Дом выглядел абсолютно пустым, однако во всех каминах первого этажа горел огонь. Мари надела свой белый фартук и принялась за привычные дела. Прежде всего она сварит себе хороший кофе, а потом как следует все обдумает…
Она села за стол и подперла кулачком подбородок. Однако раздумья принесли больше вреда, чем пользы. Радость девушки вскоре померкла. Ведь Жан Кюзенак не предоставил никаких доказательств правдивости своих слов! Действительно ли он ее отец? Даже если это так, он не сможет представить в качестве дочери своим друзьям и соседям девушку, которая больше четырех лет работала в доме горничной. Люди решат, что он сошел с ума или просто лжет, и языки сплетников замолотят с новой силой.
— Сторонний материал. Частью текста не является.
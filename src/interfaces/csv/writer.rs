use crate::application::executor::AllocationOutcome;
use crate::domain::charge::{Charge, ChargeStatus, ChargeType};
use crate::domain::money::Money;
use crate::error::Result;
use chrono::NaiveDate;
use serde::Serialize;
use std::io::Write;

#[derive(Debug, Serialize)]
struct AllocationRow<'a> {
    payment: u64,
    charge: u64,
    amount: Money,
    order: u32,
    external_id: Option<&'a str>,
    replayed: bool,
}

/// Writes one CSV row per allocation:
/// `payment,charge,amount,order,external_id,replayed`.
pub struct AllocationWriter<W: Write> {
    writer: csv::Writer<W>,
}

impl<W: Write> AllocationWriter<W> {
    pub fn new(sink: W) -> Self {
        Self {
            writer: csv::Writer::from_writer(sink),
        }
    }

    pub fn write_outcome(&mut self, outcome: &AllocationOutcome) -> Result<()> {
        for allocation in &outcome.allocations {
            self.writer.serialize(AllocationRow {
                payment: allocation.payment_id.0,
                charge: allocation.charge_id.0,
                amount: allocation.allocated_amount,
                order: allocation.allocation_order,
                external_id: allocation.external_id.as_deref(),
                replayed: outcome.replayed,
            })?;
        }
        Ok(())
    }

    pub fn flush(&mut self) -> Result<()> {
        self.writer.flush()?;
        Ok(())
    }
}

#[derive(Debug, Serialize)]
struct ChargeRow {
    id: u64,
    lease: u64,
    #[serde(rename = "type")]
    charge_type: ChargeType,
    amount: Money,
    amount_open: Money,
    status: ChargeStatus,
    due_date: NaiveDate,
}

/// Writes charges as `id,lease,type,amount,amount_open,status,due_date`.
pub struct ChargeWriter<W: Write> {
    writer: csv::Writer<W>,
}

impl<W: Write> ChargeWriter<W> {
    pub fn new(sink: W) -> Self {
        Self {
            writer: csv::Writer::from_writer(sink),
        }
    }

    pub fn write_charges<'a>(&mut self, charges: impl IntoIterator<Item = &'a Charge>) -> Result<()> {
        for charge in charges {
            self.writer.serialize(ChargeRow {
                id: charge.id.0,
                lease: charge.lease_id.0,
                charge_type: charge.charge_type,
                amount: charge.amount,
                amount_open: charge.amount_open,
                status: charge.status,
                due_date: charge.due_date,
            })?;
        }
        self.writer.flush()?;
        Ok(())
    }
}

#[cfg(test)]
mod tests {
    use super::*;
    use crate::domain::ids::{AllocationId, ChargeId, LeaseId, OrganizationId, PaymentId};
    use crate::domain::payment::PaymentAllocation;
    use chrono::{DateTime, Utc};
    use rust_decimal_macros::dec;

    fn allocation(charge: u64, amount: Money, order: u32, external_id: Option<&str>) -> PaymentAllocation {
        PaymentAllocation {
            id: AllocationId(u64::from(order) + 1),
            organization_id: OrganizationId(1),
            payment_id: PaymentId(7),
            charge_id: ChargeId(charge),
            allocated_amount: amount,
            allocation_order: order,
            external_id: external_id.map(str::to_string),
            created_at: DateTime::<Utc>::UNIX_EPOCH,
            updated_at: DateTime::<Utc>::UNIX_EPOCH,
        }
    }

    #[test]
    fn test_allocation_rows() {
        let outcome = AllocationOutcome {
            allocations: vec![
                allocation(1, Money::new(dec!(1000)), 0, Some("ach-1")),
                allocation(2, Money::new(dec!(30)), 1, None),
            ],
            charges: Vec::new(),
            replayed: false,
        };
        let mut buffer = Vec::new();
        {
            let mut writer = AllocationWriter::new(&mut buffer);
            writer.write_outcome(&outcome).unwrap();
            writer.flush().unwrap();
        }
        let text = String::from_utf8(buffer).unwrap();
        assert_eq!(
            text,
            "payment,charge,amount,order,external_id,replayed\n\
             7,1,1000.00,0,ach-1,false\n\
             7,2,30.00,1,,false\n"
        );
    }

    #[test]
    fn test_charge_rows() {
        let charge = Charge::new(
            ChargeId(2),
            OrganizationId(1),
            LeaseId(100),
            ChargeType::LateFee,
            Money::new(dec!(50)),
            NaiveDate::from_ymd_opt(2026, 3, 5).unwrap(),
            DateTime::<Utc>::UNIX_EPOCH,
        )
        .unwrap()
        .with_open_balance(Money::new(dec!(20)))
        .unwrap();

        let mut buffer = Vec::new();
        ChargeWriter::new(&mut buffer)
            .write_charges([&charge])
            .unwrap();
        let text = String::from_utf8(buffer).unwrap();
        assert_eq!(
            text,
            "id,lease,type,amount,amount_open,status,due_date\n\
             2,100,late_fee,50.00,20.00,partial,2026-03-05\n"
        );
    }
}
Скромная и нетщеславная от природы, Мари понимала, что никогда не сможет комфортно чувствовать себя в новом качестве — дочерью зажиточного землевладельца. А как же Нанетт? И Пьер? Согласится ли Жан Кюзенак на то, чтобы они обручились? Она еще несовершеннолетняя, и слово отца будет решающим.
Мари подумала о Нанетт, вспомнила, с каким выражением лица та прошептала «магические слова»: «Вспомните Волчий лес!»
Но ведь это значит, что Нанетт знала! Знала о Марианне и Жане Кюзенаке! Но откуда? И почему она ничего не рассказала Мари?
Часы в вестибюле пробили девять раз, и девушка вздрогнула. Пришло время готовить обед. Скоро вернется Жан Кюзенак. Обычно он вставал очень рано.
Мари со вздохом поднялась. Она решила сделать то, о чем всегда мечтала. Алсид удивился, увидев, что девушка вошла в конюшню и замерла, с наслаждением вдыхая запах соломы и лошадей.
— Вот это да! Как ты тут очутилась, крошка Мари?
Девушка прошла вглубь помещения, с восторгом глядя по сторонам. Она знала, что отец обожает бывать в конюшне. Ее отец… Мари не смогла бы объяснить почему, но теперь она точно знала, что это правда.
— Я ищу хозяина, Алсид. Ты видел его утром?
— Конечно видел! Он оседлал свою кобылу и уехал, а вместе с ним — и этот противный северный ветер, от которого мерзнут руки!